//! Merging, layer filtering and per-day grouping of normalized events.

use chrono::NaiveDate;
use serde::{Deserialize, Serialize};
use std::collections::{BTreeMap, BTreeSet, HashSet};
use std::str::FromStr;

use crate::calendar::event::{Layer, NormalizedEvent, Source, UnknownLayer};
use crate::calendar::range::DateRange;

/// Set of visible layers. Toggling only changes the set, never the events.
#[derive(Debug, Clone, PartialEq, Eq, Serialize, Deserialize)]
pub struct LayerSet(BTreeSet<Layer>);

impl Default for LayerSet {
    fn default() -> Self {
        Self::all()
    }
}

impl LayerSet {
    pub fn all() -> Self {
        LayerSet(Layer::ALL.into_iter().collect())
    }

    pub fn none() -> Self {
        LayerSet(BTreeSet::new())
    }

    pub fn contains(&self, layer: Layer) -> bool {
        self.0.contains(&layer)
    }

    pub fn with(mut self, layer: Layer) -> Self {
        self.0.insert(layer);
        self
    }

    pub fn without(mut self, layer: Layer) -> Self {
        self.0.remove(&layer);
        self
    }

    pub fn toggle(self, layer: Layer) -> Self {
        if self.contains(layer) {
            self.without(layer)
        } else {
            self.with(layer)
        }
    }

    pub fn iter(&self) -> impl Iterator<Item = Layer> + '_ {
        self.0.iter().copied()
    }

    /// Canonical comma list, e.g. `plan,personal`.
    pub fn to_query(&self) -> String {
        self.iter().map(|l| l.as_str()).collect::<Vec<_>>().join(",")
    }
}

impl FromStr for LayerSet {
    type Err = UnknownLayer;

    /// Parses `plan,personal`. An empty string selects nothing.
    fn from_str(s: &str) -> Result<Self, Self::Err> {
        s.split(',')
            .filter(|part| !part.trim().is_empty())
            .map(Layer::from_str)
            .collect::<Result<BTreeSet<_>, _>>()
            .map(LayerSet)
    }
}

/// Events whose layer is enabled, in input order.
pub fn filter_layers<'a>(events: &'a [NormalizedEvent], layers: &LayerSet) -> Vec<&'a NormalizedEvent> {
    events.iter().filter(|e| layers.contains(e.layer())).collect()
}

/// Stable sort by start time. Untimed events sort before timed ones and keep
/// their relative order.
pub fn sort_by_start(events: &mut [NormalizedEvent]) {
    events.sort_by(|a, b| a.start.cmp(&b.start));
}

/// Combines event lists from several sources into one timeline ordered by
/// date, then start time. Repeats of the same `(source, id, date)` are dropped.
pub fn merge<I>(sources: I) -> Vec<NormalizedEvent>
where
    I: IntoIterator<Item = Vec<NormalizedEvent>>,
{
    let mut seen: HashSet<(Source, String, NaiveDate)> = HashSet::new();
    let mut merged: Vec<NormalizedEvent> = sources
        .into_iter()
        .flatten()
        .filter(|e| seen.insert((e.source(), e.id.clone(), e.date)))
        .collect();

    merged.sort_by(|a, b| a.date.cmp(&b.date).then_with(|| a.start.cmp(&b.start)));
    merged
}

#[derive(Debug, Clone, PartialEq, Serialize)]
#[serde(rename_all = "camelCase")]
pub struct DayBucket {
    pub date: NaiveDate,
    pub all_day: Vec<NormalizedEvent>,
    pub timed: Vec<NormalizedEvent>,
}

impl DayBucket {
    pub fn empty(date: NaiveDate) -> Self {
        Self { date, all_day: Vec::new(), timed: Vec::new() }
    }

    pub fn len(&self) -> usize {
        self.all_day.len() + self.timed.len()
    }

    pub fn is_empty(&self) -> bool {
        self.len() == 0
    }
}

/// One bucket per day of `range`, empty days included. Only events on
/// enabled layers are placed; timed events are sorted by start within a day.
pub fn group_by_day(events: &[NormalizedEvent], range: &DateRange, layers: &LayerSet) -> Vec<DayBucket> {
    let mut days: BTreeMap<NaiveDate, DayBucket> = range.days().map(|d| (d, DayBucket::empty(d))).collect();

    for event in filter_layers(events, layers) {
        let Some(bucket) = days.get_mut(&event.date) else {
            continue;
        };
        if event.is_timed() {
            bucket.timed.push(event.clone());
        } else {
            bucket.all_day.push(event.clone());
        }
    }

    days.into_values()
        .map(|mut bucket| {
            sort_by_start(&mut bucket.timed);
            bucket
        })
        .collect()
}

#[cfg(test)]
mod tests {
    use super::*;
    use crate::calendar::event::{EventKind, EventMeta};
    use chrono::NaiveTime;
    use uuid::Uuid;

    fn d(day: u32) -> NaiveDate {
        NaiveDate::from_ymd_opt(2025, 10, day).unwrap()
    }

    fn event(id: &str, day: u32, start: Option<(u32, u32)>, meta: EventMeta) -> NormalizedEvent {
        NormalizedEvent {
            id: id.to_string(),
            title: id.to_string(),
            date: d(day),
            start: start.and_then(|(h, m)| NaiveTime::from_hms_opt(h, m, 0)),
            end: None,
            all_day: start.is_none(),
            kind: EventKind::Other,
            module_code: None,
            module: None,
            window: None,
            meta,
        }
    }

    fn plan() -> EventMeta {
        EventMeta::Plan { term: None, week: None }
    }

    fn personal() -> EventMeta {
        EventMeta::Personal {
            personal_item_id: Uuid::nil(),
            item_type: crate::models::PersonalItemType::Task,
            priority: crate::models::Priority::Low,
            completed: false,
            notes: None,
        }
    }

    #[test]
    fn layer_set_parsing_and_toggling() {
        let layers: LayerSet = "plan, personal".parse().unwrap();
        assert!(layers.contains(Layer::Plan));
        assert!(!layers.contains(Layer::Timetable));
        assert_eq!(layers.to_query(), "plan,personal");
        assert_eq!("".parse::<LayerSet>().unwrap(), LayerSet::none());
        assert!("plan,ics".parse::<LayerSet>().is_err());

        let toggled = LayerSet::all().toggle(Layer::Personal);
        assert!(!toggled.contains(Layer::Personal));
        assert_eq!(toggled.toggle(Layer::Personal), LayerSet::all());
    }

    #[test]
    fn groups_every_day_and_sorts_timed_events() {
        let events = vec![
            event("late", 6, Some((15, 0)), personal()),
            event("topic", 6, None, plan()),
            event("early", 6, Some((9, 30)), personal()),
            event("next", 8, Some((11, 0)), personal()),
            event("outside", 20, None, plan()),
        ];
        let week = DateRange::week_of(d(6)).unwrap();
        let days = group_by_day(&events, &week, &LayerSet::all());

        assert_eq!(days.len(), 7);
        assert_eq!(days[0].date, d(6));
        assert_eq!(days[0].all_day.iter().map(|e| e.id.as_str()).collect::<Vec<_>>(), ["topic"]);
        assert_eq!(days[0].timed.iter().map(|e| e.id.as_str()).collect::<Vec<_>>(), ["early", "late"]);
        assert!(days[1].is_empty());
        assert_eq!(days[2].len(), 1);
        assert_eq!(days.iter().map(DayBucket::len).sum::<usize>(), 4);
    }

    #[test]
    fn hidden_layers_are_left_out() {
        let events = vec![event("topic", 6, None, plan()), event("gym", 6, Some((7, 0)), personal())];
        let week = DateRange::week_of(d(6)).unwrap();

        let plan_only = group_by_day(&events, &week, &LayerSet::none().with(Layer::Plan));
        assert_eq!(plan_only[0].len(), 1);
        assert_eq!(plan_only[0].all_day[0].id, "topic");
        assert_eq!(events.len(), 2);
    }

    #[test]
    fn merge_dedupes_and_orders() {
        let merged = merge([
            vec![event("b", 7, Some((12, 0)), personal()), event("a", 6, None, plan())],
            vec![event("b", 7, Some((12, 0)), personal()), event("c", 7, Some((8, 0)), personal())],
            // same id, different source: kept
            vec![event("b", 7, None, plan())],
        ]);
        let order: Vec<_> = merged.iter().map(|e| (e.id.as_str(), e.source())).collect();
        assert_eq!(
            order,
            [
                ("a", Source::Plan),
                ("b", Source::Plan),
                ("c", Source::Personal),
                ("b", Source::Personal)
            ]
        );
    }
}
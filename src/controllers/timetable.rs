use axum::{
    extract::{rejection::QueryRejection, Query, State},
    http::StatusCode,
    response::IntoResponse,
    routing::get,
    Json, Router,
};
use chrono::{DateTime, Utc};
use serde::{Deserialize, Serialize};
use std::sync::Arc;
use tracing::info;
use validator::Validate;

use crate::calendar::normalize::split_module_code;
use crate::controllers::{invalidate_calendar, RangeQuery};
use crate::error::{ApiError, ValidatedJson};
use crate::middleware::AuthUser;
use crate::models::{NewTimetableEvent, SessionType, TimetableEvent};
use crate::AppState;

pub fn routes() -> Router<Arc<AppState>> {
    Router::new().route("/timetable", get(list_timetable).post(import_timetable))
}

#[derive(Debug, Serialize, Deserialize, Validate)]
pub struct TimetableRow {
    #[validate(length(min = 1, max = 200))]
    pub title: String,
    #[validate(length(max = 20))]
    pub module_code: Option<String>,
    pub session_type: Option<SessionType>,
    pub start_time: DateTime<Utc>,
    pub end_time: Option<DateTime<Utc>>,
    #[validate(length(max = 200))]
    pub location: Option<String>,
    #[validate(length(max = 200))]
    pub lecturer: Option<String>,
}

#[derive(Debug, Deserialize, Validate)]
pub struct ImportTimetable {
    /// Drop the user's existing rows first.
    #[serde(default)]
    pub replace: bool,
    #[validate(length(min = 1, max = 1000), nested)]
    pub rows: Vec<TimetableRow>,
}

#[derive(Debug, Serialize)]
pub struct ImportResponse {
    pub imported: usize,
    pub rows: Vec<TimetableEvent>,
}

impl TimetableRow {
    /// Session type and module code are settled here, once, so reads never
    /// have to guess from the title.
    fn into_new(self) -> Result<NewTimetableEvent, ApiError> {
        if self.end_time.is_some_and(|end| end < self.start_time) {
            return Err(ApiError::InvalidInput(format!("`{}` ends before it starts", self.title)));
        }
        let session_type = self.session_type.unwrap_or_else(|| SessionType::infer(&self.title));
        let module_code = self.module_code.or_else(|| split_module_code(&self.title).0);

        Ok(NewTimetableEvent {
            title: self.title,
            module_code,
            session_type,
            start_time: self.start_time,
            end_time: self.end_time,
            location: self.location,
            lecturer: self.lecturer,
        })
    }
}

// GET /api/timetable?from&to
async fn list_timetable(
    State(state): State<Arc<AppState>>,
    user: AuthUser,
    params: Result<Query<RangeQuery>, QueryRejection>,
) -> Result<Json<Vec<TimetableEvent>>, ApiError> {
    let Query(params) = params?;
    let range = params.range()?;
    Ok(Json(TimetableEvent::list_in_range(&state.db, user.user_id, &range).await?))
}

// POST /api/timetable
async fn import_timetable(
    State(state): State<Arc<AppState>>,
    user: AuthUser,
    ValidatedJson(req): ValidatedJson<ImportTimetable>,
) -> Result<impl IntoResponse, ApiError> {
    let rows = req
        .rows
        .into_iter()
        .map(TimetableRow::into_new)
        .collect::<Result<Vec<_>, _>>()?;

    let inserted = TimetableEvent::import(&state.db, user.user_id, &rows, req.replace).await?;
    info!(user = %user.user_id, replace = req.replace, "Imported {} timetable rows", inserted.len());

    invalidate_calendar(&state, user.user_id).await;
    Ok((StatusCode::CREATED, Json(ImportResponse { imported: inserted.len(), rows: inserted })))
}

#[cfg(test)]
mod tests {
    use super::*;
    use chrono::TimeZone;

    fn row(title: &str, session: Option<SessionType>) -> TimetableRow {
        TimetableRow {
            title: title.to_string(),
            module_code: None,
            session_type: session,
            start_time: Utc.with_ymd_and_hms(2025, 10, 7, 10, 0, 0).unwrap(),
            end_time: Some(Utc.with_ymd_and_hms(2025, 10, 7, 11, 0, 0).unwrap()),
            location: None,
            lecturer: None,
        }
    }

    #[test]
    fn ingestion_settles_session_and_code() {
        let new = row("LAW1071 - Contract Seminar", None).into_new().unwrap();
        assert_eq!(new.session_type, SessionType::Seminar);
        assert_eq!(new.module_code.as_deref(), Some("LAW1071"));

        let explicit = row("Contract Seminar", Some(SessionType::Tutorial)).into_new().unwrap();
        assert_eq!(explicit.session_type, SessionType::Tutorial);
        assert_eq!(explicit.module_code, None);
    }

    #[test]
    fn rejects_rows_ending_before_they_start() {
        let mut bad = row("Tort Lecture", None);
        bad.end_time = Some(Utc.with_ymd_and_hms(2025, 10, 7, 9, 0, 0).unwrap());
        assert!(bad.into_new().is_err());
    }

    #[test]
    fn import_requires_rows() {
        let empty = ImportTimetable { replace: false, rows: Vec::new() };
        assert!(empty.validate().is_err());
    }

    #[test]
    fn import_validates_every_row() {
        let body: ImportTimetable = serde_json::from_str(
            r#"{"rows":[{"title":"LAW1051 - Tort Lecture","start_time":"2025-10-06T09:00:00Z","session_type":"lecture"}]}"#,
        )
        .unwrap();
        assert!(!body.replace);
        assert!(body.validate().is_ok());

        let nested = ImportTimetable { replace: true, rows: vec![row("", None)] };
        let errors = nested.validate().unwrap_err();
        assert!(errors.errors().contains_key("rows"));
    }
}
★ ★ ★ ★ ★
### TASK DESCRIPTION
Select every line of the material above holding the word "topic" and copy it.

### EXERCISE ANSWER
            event("topic", 6, None, plan()),
        assert_eq!(days[0].all_day.iter().map(|e| e.id.as_str()).collect::<Vec<_>>(), ["topic"]);
        let events = vec![event("topic", 6, None, plan()), event("gym", 6, Some((7, 0)), personal())];
        assert_eq!(plan_only[0].all_day[0].id, "topic");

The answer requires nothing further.